Hargrave talked to me about stopping campaigning. We were sitting on the stoop at my house with Peter Scher, who also knew what was going on. She said, “Can you continue campaigning through Tuesday, knowing what you know?” I looked out at my yard, at the driveway where nearly two years before John had talked to the press after announcing he was a candidate. It had been such a long road. I can do it. Hargrave said, “You have every reason in the world not to.” No, I can do it. For a hundred reasons, for Beverly and Mary and George and Hope. For us, too, for all the reasons that led John to that spot on the driveway. And I knew, too, what the response would be if I canceled my remaining schedule—speculation that I’d delayed announcing my cancer until the last minute in an effort to garner sympathy votes. I could deal with what I had on my plate, but I didn’t know if I could deal with that ugliness. And John was taking care of it. If we couldn’t wait, he’d know. We went to vote and we went to the concert.

But that first night, we didn’t want to be apart. Our schedules were sending us both west, so we said goodbye to Cate, and I joined John’s caravan. I would spend the night with him in West Virginia and drive to our events in Ohio in the morning. Cate and Adam, with whom she had been traveling, set off for another round of college campuses and we took off in John’s reconfigured 737. It wasn’t the same gleeful we usually were when we were all together. Karen was usually happy, because she had a beau who traveled with John. The Secret Service was happy because there was actual leg room on this plane. Ryan was happy because the food was better and because Reggie Hubbard from John’s staff, not he, took care of the luggage. But tonight John and I were tired, beaten down. We rested against each other in the dim cabin.

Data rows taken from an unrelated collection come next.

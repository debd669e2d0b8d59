#![cfg(unix)]

use ring_bench::benchmark::BenchmarkRunner;
use ring_bench::error::DriverError;
use ring_bench::metrics::{ChannelLabels, MetricExtractor, OutputFormat};
use ring_bench::patcher::{FlagMarker, FlagPatcher};
use ring_bench::process::{BinaryRunner, CommandBuilder};
use ring_bench::results::Reporter;
use ring_bench::space::ConfigurationSpace;
use std::fs;
use std::num::NonZeroUsize;
use std::os::unix::fs::PermissionsExt;
use std::path::Path;
use tempfile::TempDir;

const SOURCE: &str = "#include <stdio.h>\n\
                      \n\
                      // #define MPSC\n\
                      // #define SPSC_OPT\n\
                      // #define BP\n\
                      \n\
                      int main(void) { return 0; }\n";

/// "Compiles" by snapshotting the source into build/
const BUILD: &str = "mkdir -p build && cp ring.c build/ring.snapshot && echo built >> builds.log";

/// Reports latencies derived from the flags compiled into the snapshot
const BENCH: &str = r#"echo run >> runs.log
if grep -q '^#define MPSC$' build/ring.snapshot; then e=20; else e=10; fi
if grep -q '^#define BP$' build/ring.snapshot; then d=4; else d=2; fi
echo "enqueue: $e.000000 ns"
echo "dequeue: $d.000000 ns""#;

fn project(bench_body: &str) -> TempDir {
    let dir = TempDir::new().unwrap();
    fs::write(dir.path().join("ring.c"), SOURCE).unwrap();

    let bench = dir.path().join("bench");
    fs::write(&bench, format!("#!/bin/sh\n{}\n", bench_body)).unwrap();
    fs::set_permissions(&bench, fs::Permissions::from_mode(0o755)).unwrap();
    dir
}

fn line_count(path: &Path) -> usize {
    fs::read_to_string(path).map(|s| s.lines().count()).unwrap_or(0)
}

fn sweep(dir: &Path, build_script: &str, warmup: usize, runs: usize) -> (anyhow::Result<usize>, String) {
    let flags = ["MPSC", "BP"];
    let patcher = FlagPatcher::open(
        dir.join("ring.c"),
        flags.iter().map(|f| FlagMarker::define(f)).collect(),
    )
    .unwrap();
    let extractor =
        MetricExtractor::new(ChannelLabels::enqueue_dequeue(), OutputFormat::Labeled).unwrap();
    let mut runner = BenchmarkRunner::new(
        CommandBuilder::new("sh", vec!["-c".to_string(), build_script.to_string()], dir),
        BinaryRunner::new(Path::new("bench"), dir, false),
        extractor,
    );

    let mut reporter = Reporter::new(Vec::new(), ChannelLabels::enqueue_dequeue());
    let result = runner
        .run(
            &patcher,
            &ConfigurationSpace::power_set(&flags),
            warmup,
            NonZeroUsize::new(runs).unwrap(),
            &mut reporter,
        )
        .map(|results| results.len());

    (result, String::from_utf8(reporter.into_inner()).unwrap())
}

#[test]
fn full_sweep_reports_each_configuration_and_restores_source() {
    let dir = project(BENCH);
    let (result, report) = sweep(dir.path(), BUILD, 1, 1);

    assert_eq!(result.unwrap(), 4);
    assert_eq!(line_count(&dir.path().join("builds.log")), 4);
    assert_eq!(line_count(&dir.path().join("runs.log")), 8);

    let expected = [
        ("MPSC: false, BP: false", "10.000", "2.000"),
        ("MPSC: false, BP: true", "10.000", "4.000"),
        ("MPSC: true, BP: false", "20.000", "2.000"),
        ("MPSC: true, BP: true", "20.000", "4.000"),
    ];
    let mut rest = report.as_str();
    for (label, enqueue, dequeue) in expected {
        let block = format!(
            "{}\nenqueue: {} ns\ndequeue: {} ns\n",
            label, enqueue, dequeue
        );
        let at = rest.find(&block).unwrap_or_else(|| panic!("missing block:\n{}", block));
        rest = &rest[at + block.len()..];
    }

    assert_eq!(fs::read_to_string(dir.path().join("ring.c")).unwrap(), SOURCE);
}

#[test]
fn warmup_runs_are_executed_but_not_reported() {
    let dir = project(BENCH);
    let (result, _) = sweep(dir.path(), BUILD, 2, 3);

    assert_eq!(result.unwrap(), 4);
    assert_eq!(line_count(&dir.path().join("runs.log")), 4 * (2 + 3));
}

#[test]
fn missing_metric_aborts_and_restores_source() {
    let dir = project("echo 'enqueue: 5.0 ns'");
    let (result, report) = sweep(dir.path(), BUILD, 1, 1);

    let err = result.unwrap_err();
    match err.downcast_ref::<DriverError>() {
        Some(DriverError::MetricNotFound { label }) => assert_eq!(label, "dequeue"),
        other => panic!("unexpected error: {:?}", other),
    }
    assert!(!report.contains("enqueue:"));
    assert_eq!(fs::read_to_string(dir.path().join("ring.c")).unwrap(), SOURCE);
}

#[test]
fn build_failure_aborts_sweep_and_restores_source() {
    let dir = project(BENCH);
    let failing_build = format!(
        "if grep -q '^#define MPSC$' ring.c; then echo 'ring.c: MPSC broken' >&2; exit 1; fi; {}",
        BUILD
    );
    let (result, report) = sweep(dir.path(), &failing_build, 0, 1);

    let err = result.unwrap_err();
    match err.downcast_ref::<DriverError>() {
        Some(DriverError::BuildFailure { output, .. }) => {
            assert_eq!(output, "ring.c: MPSC broken")
        }
        other => panic!("unexpected error: {:?}", other),
    }

    // The two MPSC-disabled configurations come first and were reported.
    assert_eq!(report.matches("enqueue:").count(), 2);
    assert_eq!(fs::read_to_string(dir.path().join("ring.c")).unwrap(), SOURCE);
}

#[test]
fn vanished_binary_aborts_sweep_and_restores_source() {
    let dir = project(BENCH);
    // Building with MPSC enabled "loses" the benchmark binary.
    let losing_build = format!(
        "if grep -q '^#define MPSC$' ring.c; then rm -f bench; fi; {}",
        BUILD
    );
    let (result, report) = sweep(dir.path(), &losing_build, 0, 1);

    let err = result.unwrap_err();
    match err.downcast_ref::<DriverError>() {
        Some(DriverError::ExecutionFailure { binary, .. }) => {
            assert_eq!(binary, &dir.path().join("bench"))
        }
        other => panic!("unexpected error: {:?}", other),
    }

    assert_eq!(report.matches("enqueue:").count(), 2);
    assert_eq!(line_count(&dir.path().join("builds.log")), 3);
    assert_eq!(fs::read_to_string(dir.path().join("ring.c")).unwrap(), SOURCE);
}

#[test]
fn missing_marker_fails_before_touching_source() {
    let dir = project(BENCH);
    let err = FlagPatcher::open(
        dir.path().join("ring.c"),
        vec![FlagMarker::define("MPSC"), FlagMarker::define("BATCHING")],
    )
    .unwrap_err();

    assert!(matches!(err, DriverError::MarkerNotFound { ref flag, .. } if flag == "BATCHING"));
    assert_eq!(fs::read_to_string(dir.path().join("ring.c")).unwrap(), SOURCE);
}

And then the plane caught fire. No, it’s not a joke. If this were a movie, they would have to leave out the cancer or leave out the fire, because no one’s luck is this bad. The fire turned out not to be serious. The battery for a large video camera had exploded, setting a seat afire briefly and causing a lot of smoke. There was an alarming degree of disorganization, and it was Ryan who finally grabbed the extinguisher and Ryan who finally insisted that we land the plane to make certain there wasn’t unseen damage. We made an emergency landing. Fire trucks surrounded the plane and firemen rushed on board. Jack was ecstatic, as any four-year-old boy would be, asking them questions as they were stuck four and five deep in aisles filled with camera equipment and laptops and duffle bags. The Secret Service was hesitant to take us off the plane, because they had made no alternative arrangements. There were no waiting SUVs here. So we waited for the all-clear in the front of the plane, with the television on, watching CNN’s live shot…of the plane. Meanwhile, the office was trying to find Cate or Adam before she saw a television screen, to tell her that her family was all right. And everyone was scrambling to figure out where to stay. The winning hotel was the worst of the general campaign. It smelled like smoke and sewage, and there was a dampness to everything. But I was there with John, and I didn’t want to be anywhere else.

Having Emma Claire and Jack on the plane changed the dynamic for everyone, I think. The following day the press and crew, afraid that Emma Claire and Jack were going to miss Halloween, decorated the plane and bought candy so they could trick-or-treat down the aisles. I had brought their costumes with me—the only problem was getting Jack not to dress as a red Power Ranger every day—and they happily collected their goodies. Emma Claire is devoted to her father, and when I was not on the plane she claimed the seat next to him. Jack, on the other hand, would get on the plane and head to the press section, high-fiving the Secret Service on his way to see his friends. His friends set up a basketball hoop in the rear of the plane and taught him some sort of simple gambling game that might have worried a mother of a child with an allowance. When we were in hotels, he would come in early—Jack is our early riser—and say, “It’s okay if you want to sleep. I’ll go see my friends. What room is Dave in?” Dave has no idea how many times we protected his sleep. We had no better ambassador than Jack Edwards.